The Universal Declaration of Human Rights recognizes freedom from torture as a human rights. Human rights advocates argue that the popular TV programs that depict torture have promoted the practice in real-life. This implies that production companies may not have met their obligations to respect human rights, as outlined in the UN Guiding Principles on Business and Human Rights.
These allegations are serious, as well as raising complex ethical questions. Concepts of right, wrong, responsible, and irresponsible are hard to define, and are subject to considerable debate.
- Films that depict torture serve to encourage torture or are they exposing torture.
- In what proportion is this relevant to how a human right abuse is depicted?
- Is it wrong or right to restrict the creative freedom of writers, directors, and game developers? Are they entitled to free expression that is independent of concerns about human rights violations?
- Is there an ethical distinction between depicting torture in content that claims to be based upon true events (like Zero Dark Thirty), and content that is clearly fictional (like 24_)?
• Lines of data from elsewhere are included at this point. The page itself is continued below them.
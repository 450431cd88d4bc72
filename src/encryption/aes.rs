//! AES-CBC for the Standard security handler.
//!
//! Strings and streams use PKCS#7 padding with the IV prepended to the
//! ciphertext. The AES-256 password algorithms (`UE`, `OE`, `Perms` and the
//! revision 6 hash) work on whole blocks without padding. The key length
//! picks AES-128 or AES-256.

use aes::cipher::block_padding::NoPadding;
use aes::cipher::{BlockDecryptMut, BlockEncryptMut, KeyIvInit};
use aes::{Aes128, Aes256};

type Aes128CbcEnc = cbc::Encryptor<Aes128>;
type Aes128CbcDec = cbc::Decryptor<Aes128>;
type Aes256CbcEnc = cbc::Encryptor<Aes256>;
type Aes256CbcDec = cbc::Decryptor<Aes256>;

/// Encrypt whole blocks in place.
fn encrypt_blocks(key: &[u8], iv: &[u8], buf: &mut [u8]) -> Result<(), &'static str> {
    if buf.len() % 16 != 0 {
        return Err("data length must be a multiple of 16");
    }
    let len = buf.len();
    match key.len() {
        16 => Aes128CbcEnc::new_from_slices(key, iv)
            .map_err(|_| "IV must be 16 bytes")?
            .encrypt_padded_mut::<NoPadding>(buf, len)
            .map(|_| ())
            .map_err(|_| "AES encryption failed"),
        32 => Aes256CbcEnc::new_from_slices(key, iv)
            .map_err(|_| "IV must be 16 bytes")?
            .encrypt_padded_mut::<NoPadding>(buf, len)
            .map(|_| ())
            .map_err(|_| "AES encryption failed"),
        _ => Err("AES key must be 16 or 32 bytes"),
    }
}

/// Decrypt whole blocks in place.
fn decrypt_blocks(key: &[u8], iv: &[u8], buf: &mut [u8]) -> Result<(), &'static str> {
    if buf.len() % 16 != 0 {
        return Err("data length must be a multiple of 16");
    }
    match key.len() {
        16 => Aes128CbcDec::new_from_slices(key, iv)
            .map_err(|_| "IV must be 16 bytes")?
            .decrypt_padded_mut::<NoPadding>(buf)
            .map(|_| ())
            .map_err(|_| "AES decryption failed"),
        32 => Aes256CbcDec::new_from_slices(key, iv)
            .map_err(|_| "IV must be 16 bytes")?
            .decrypt_padded_mut::<NoPadding>(buf)
            .map(|_| ())
            .map_err(|_| "AES decryption failed"),
        _ => Err("AES key must be 16 or 32 bytes"),
    }
}

/// CBC-encrypt with PKCS#7 padding. Returns the ciphertext without the IV.
pub fn aes_cbc_encrypt(key: &[u8], iv: &[u8], data: &[u8]) -> Result<Vec<u8>, &'static str> {
    let mut padded = data.to_vec();
    let padding_len = 16 - (data.len() % 16);
    padded.extend(std::iter::repeat(padding_len as u8).take(padding_len));
    encrypt_blocks(key, iv, &mut padded)?;
    Ok(padded)
}

/// CBC-decrypt and strip PKCS#7 padding.
///
/// A trailing partial block is dropped. Malformed padding leaves the
/// plaintext unstripped.
pub fn aes_cbc_decrypt(key: &[u8], iv: &[u8], data: &[u8]) -> Result<Vec<u8>, &'static str> {
    let usable = data.len() - data.len() % 16;
    if usable == 0 {
        return Ok(Vec::new());
    }
    let mut buf = data[..usable].to_vec();
    decrypt_blocks(key, iv, &mut buf)?;

    let pad = buf[buf.len() - 1] as usize;
    if (1..=16).contains(&pad) && buf[buf.len() - pad..].iter().all(|&b| b as usize == pad) {
        buf.truncate(buf.len() - pad);
    } else {
        log::warn!("AES payload has invalid PKCS#7 padding; keeping it as is");
    }
    Ok(buf)
}

/// CBC-encrypt whole blocks without padding.
pub fn aes_cbc_encrypt_no_padding(
    key: &[u8],
    iv: &[u8],
    data: &[u8],
) -> Result<Vec<u8>, &'static str> {
    let mut buf = data.to_vec();
    encrypt_blocks(key, iv, &mut buf)?;
    Ok(buf)
}

/// CBC-decrypt whole blocks without padding.
pub fn aes_cbc_decrypt_no_padding(
    key: &[u8],
    iv: &[u8],
    data: &[u8],
) -> Result<Vec<u8>, &'static str> {
    let mut buf = data.to_vec();
    decrypt_blocks(key, iv, &mut buf)?;
    Ok(buf)
}

#[cfg(test)]
mod tests {
    use super::*;

    const KEY16: &[u8; 16] = b"0123456789abcdef";
    const IV: &[u8; 16] = b"fedcba9876543210";

    #[test]
    fn test_aes128_round_trip() {
        let ciphertext = aes_cbc_encrypt(KEY16, IV, b"Hello, AES encryption!").unwrap();
        assert_eq!(ciphertext.len(), 32);
        let plain = aes_cbc_decrypt(KEY16, IV, &ciphertext).unwrap();
        assert_eq!(plain, b"Hello, AES encryption!");
    }

    #[test]
    fn test_aes256_round_trip() {
        let key = [7u8; 32];
        let ciphertext = aes_cbc_encrypt(&key, IV, b"Exactly16bytes!!").unwrap();
        // a full padding block follows aligned input
        assert_eq!(ciphertext.len(), 32);
        assert_eq!(aes_cbc_decrypt(&key, IV, &ciphertext).unwrap(), b"Exactly16bytes!!");
    }

    #[test]
    fn test_empty_plaintext() {
        let ciphertext = aes_cbc_encrypt(KEY16, IV, b"").unwrap();
        assert_eq!(ciphertext.len(), 16);
        assert!(aes_cbc_decrypt(KEY16, IV, &ciphertext).unwrap().is_empty());
        assert!(aes_cbc_decrypt(KEY16, IV, b"").unwrap().is_empty());
    }

    #[test]
    fn test_invalid_key_length() {
        assert!(aes_cbc_encrypt(b"short", IV, b"data").is_err());
    }

    #[test]
    fn test_no_padding_round_trip() {
        let key = [1u8; 32];
        let block = [9u8; 32];
        let enc = aes_cbc_encrypt_no_padding(&key, &[0u8; 16], &block).unwrap();
        assert_eq!(enc.len(), 32);
        assert_eq!(aes_cbc_decrypt_no_padding(&key, &[0u8; 16], &enc).unwrap(), block);
        assert!(aes_cbc_encrypt_no_padding(&key, &[0u8; 16], &[0u8; 5]).is_err());
    }
}
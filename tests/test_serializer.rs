//! Integration tests for serialization.

mod common;

use common::{classic_pdf, numbered, page_texts};
use pdf_engine::ops;
use pdf_engine::progress::Monitor;
use pdf_engine::writer::{serialize, SerializeOptions};
use pdf_engine::{page_tree, Document, Object, ObjectRef};

fn count(haystack: &[u8], needle: &[u8]) -> usize {
    haystack.windows(needle.len()).filter(|w| *w == needle).count()
}

#[test]
fn test_round_trip_preserves_pages() {
    let doc = numbered(4);
    let bytes = serialize(&doc, &SerializeOptions::default()).unwrap();
    assert!(bytes.starts_with(b"%PDF-1."));
    assert!(bytes.ends_with(b"%%EOF\n"));

    let reread = Document::parse(&bytes).unwrap();
    assert_eq!(page_texts(&reread), page_texts(&doc));
}

#[test]
fn test_serialization_reaches_fixpoint() {
    let doc = numbered(3);
    let first = serialize(&doc, &SerializeOptions::default()).unwrap();
    assert_eq!(first, serialize(&doc, &SerializeOptions::default()).unwrap());

    let second = serialize(&Document::parse(&first).unwrap(), &SerializeOptions::default()).unwrap();
    let third = serialize(&Document::parse(&second).unwrap(), &SerializeOptions::default()).unwrap();
    assert_eq!(second, third);
}

#[test]
fn test_xref_offsets_point_at_objects() {
    let bytes = serialize(&numbered(2), &SerializeOptions::default()).unwrap();
    // a strict parse never falls back to scanning
    let doc = Document::parse_with_options(&bytes, pdf_engine::parser_config::ParserOptions::strict()).unwrap();
    assert_eq!(page_tree::page_count(&doc).unwrap(), 2);
}

#[test]
fn test_deleted_pages_are_collected() {
    let mut doc = numbered(3);
    ops::delete_pages(&mut doc, &[1], &Monitor::new()).unwrap();

    let collected = serialize(&doc, &SerializeOptions::default()).unwrap();
    assert_eq!(count(&collected, b"(Page 2)"), 0);
    assert_eq!(count(&collected, b"(Page 3)"), 1);

    let kept = serialize(&doc, &SerializeOptions::default().with_garbage_collect(false)).unwrap();
    assert_eq!(count(&kept, b"(Page 2)"), 1);
}

#[test]
fn test_orphans_dropped_and_dangling_trailer_entries_omitted() {
    let data = classic_pdf(
        &[
            "<< /Type /Catalog /Pages 2 0 R >>",
            "<< /Type /Pages /Kids [3 0 R] /Count 1 >>",
            "<< /Type /Page /Parent 2 0 R >>",
            "<< /Orphan (left behind) >>",
        ],
        "/Info 9 0 R",
    );
    let doc = Document::parse(&data).unwrap();
    let bytes = serialize(&doc, &SerializeOptions::default()).unwrap();
    assert_eq!(count(&bytes, b"left behind"), 0);
    assert_eq!(count(&bytes, b"/Info"), 0);

    let reread = Document::parse(&bytes).unwrap();
    assert!(reread.get(ObjectRef::new(4, 0)).is_none());
    assert_eq!(page_tree::page_count(&reread).unwrap(), 1);
}

#[test]
fn test_compact_output_is_smaller() {
    let doc = numbered(5);
    let normal = serialize(&doc, &SerializeOptions::default()).unwrap();
    let compact = serialize(&doc, &SerializeOptions::default().with_compact(true)).unwrap();
    assert!(compact.len() < normal.len());
    assert_eq!(page_texts(&Document::parse(&compact).unwrap()), page_texts(&doc));
}

#[test]
fn test_info_entries_survive() {
    let mut doc = numbered(1);
    doc.set_info("Producer", Object::string("pdf_engine tests"));
    let reread = Document::parse(&serialize(&doc, &SerializeOptions::default()).unwrap()).unwrap();
    let info = reread.info().unwrap();
    assert_eq!(info.get("Producer"), Some(&Object::string("pdf_engine tests")));
}
//! Page rotation.

use super::{transact, PageSelection};
use crate::document::Document;
use crate::error::{Error, Result};
use crate::object::Object;
use crate::page_tree;
use crate::progress::Monitor;

/// Add `degrees` to the effective `/Rotate` of every selected page.
///
/// `degrees` must be a multiple of 90; negative values rotate
/// counter-clockwise. Content streams are not touched.
pub fn rotate(
    doc: &mut Document,
    selection: &PageSelection,
    degrees: i64,
    monitor: &Monitor,
) -> Result<()> {
    if degrees % 90 != 0 {
        return Err(Error::InvalidRotation(degrees));
    }
    let monitor = monitor.for_operation("rotate");
    transact(doc, |doc| {
        let refs = page_tree::page_refs(doc)?;
        let indices = selection.indices(refs.len())?;
        let total = indices.len();
        for (step, &index) in indices.iter().enumerate() {
            let page = refs[index];
            monitor.step(step, total, || {
                let current = page_tree::rotation(doc, page)?;
                let target = (current + degrees).rem_euclid(360);
                doc.get_dict_mut(page)?
                    .insert("Rotate".to_string(), Object::Integer(target));
                Ok(())
            })
            .map_err(|e| match e {
                Error::Cancelled { .. } => e,
                other => other.on_page(index),
            })?;
        }
        Ok(())
    })
}

#[cfg(test)]
mod tests {
    use super::*;
    use crate::document::tests::build_pdf;

    fn doc() -> Document {
        let data = build_pdf(
            &[
                "<< /Type /Catalog /Pages 2 0 R >>",
                "<< /Type /Pages /Kids [3 0 R 4 0 R] /Count 2 /Rotate 90 >>",
                "<< /Type /Page /Parent 2 0 R >>",
                "<< /Type /Page /Parent 2 0 R /Rotate 180 >>",
            ],
            "",
        );
        Document::parse(&data).unwrap()
    }

    fn rotations(doc: &Document) -> Vec<i64> {
        page_tree::page_refs(doc)
            .unwrap()
            .into_iter()
            .map(|p| page_tree::rotation(doc, p).unwrap())
            .collect()
    }

    #[test]
    fn test_rotate_inherited_and_own() {
        let mut d = doc();
        rotate(&mut d, &PageSelection::All, 90, &Monitor::new()).unwrap();
        assert_eq!(rotations(&d), vec![180, 270]);
        rotate(&mut d, &PageSelection::Pages(vec![1]), -270, &Monitor::new()).unwrap();
        assert_eq!(rotations(&d), vec![180, 0]);
    }

    #[test]
    fn test_four_quarter_turns_restore() {
        let mut d = doc();
        let before = rotations(&d);
        for _ in 0..4 {
            rotate(&mut d, &PageSelection::All, 90, &Monitor::new()).unwrap();
        }
        assert_eq!(rotations(&d), before);
    }

    #[test]
    fn test_invalid_rotation_and_range() {
        let mut d = doc();
        assert!(matches!(
            rotate(&mut d, &PageSelection::All, 45, &Monitor::new()).unwrap_err(),
            Error::InvalidRotation(45)
        ));
        let err = rotate(&mut d, &PageSelection::Pages(vec![0, 2]), 90, &Monitor::new()).unwrap_err();
        assert!(matches!(err, Error::PageOutOfRange { index: 2, .. }));
        assert_eq!(rotations(&d), vec![90, 180]);
    }
}
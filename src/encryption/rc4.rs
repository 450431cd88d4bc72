//! RC4 stream cipher.
//!
//! Used by the Standard security handler for revisions 2 to 4 and by the
//! password algorithms of every revision up to 4. The same call encrypts
//! and decrypts.

pub(crate) struct Rc4 {
    s: [u8; 256],
    i: u8,
    j: u8,
}

impl Rc4 {
    /// Key schedule. PDF keys are 5 to 16 bytes; an empty key is treated as a single zero byte.
    pub(crate) fn new(key: &[u8]) -> Self {
        let key: &[u8] = if key.is_empty() { &[0] } else { key };
        let mut s = [0u8; 256];
        for (i, v) in s.iter_mut().enumerate() {
            *v = i as u8;
        }

        let mut j = 0u8;
        for i in 0..256 {
            j = j.wrapping_add(s[i]).wrapping_add(key[i % key.len()]);
            s.swap(i, j as usize);
        }

        Self { s, i: 0, j: 0 }
    }

    pub(crate) fn apply_keystream(&mut self, data: &mut [u8]) {
        for byte in data.iter_mut() {
            self.i = self.i.wrapping_add(1);
            self.j = self.j.wrapping_add(self.s[self.i as usize]);
            self.s.swap(self.i as usize, self.j as usize);
            let k = self.s[self.i as usize].wrapping_add(self.s[self.j as usize]);
            *byte ^= self.s[k as usize];
        }
    }
}

/// Encrypt or decrypt `data` with `key`.
pub fn rc4_crypt(key: &[u8], data: &[u8]) -> Vec<u8> {
    let mut out = data.to_vec();
    Rc4::new(key).apply_keystream(&mut out);
    out
}

#[cfg(test)]
mod tests {
    use super::*;

    #[test]
    fn test_known_vectors() {
        assert_eq!(
            rc4_crypt(b"Key", b"Plaintext"),
            vec![0xBB, 0xF3, 0x16, 0xE8, 0xD9, 0x40, 0xAF, 0x0A, 0xD3]
        );
        assert_eq!(rc4_crypt(b"Wiki", b"pedia"), vec![0x10, 0x21, 0xBF, 0x04, 0x20]);
    }

    #[test]
    fn test_symmetric() {
        let ciphertext = rc4_crypt(b"testkey", b"Hello, World!");
        assert_ne!(&ciphertext[..], b"Hello, World!");
        assert_eq!(rc4_crypt(b"testkey", &ciphertext), b"Hello, World!");
    }

    #[test]
    fn test_empty_input() {
        assert!(rc4_crypt(b"k", b"").is_empty());
    }
}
- What are the responsibilities for intermediary companies that provide space for user-generated content displaying human rights violations?
- Is the responsibility expanded if content is produced by a public entity rather than a private firm?
- What is the role of entertainment and media companies in addressing these issues?
These are hard questions to answer. However, UN Guiding Principles on Business and Human Rights states that companies must “know and demonstrate” they don’t infringe on Human Rights. Companies should have a deliberate process of considering human rights impacts and risk and come up with a rational and considered plan to address them. Entertainment companies must begin to “know and show” and explore difficult ethical issues.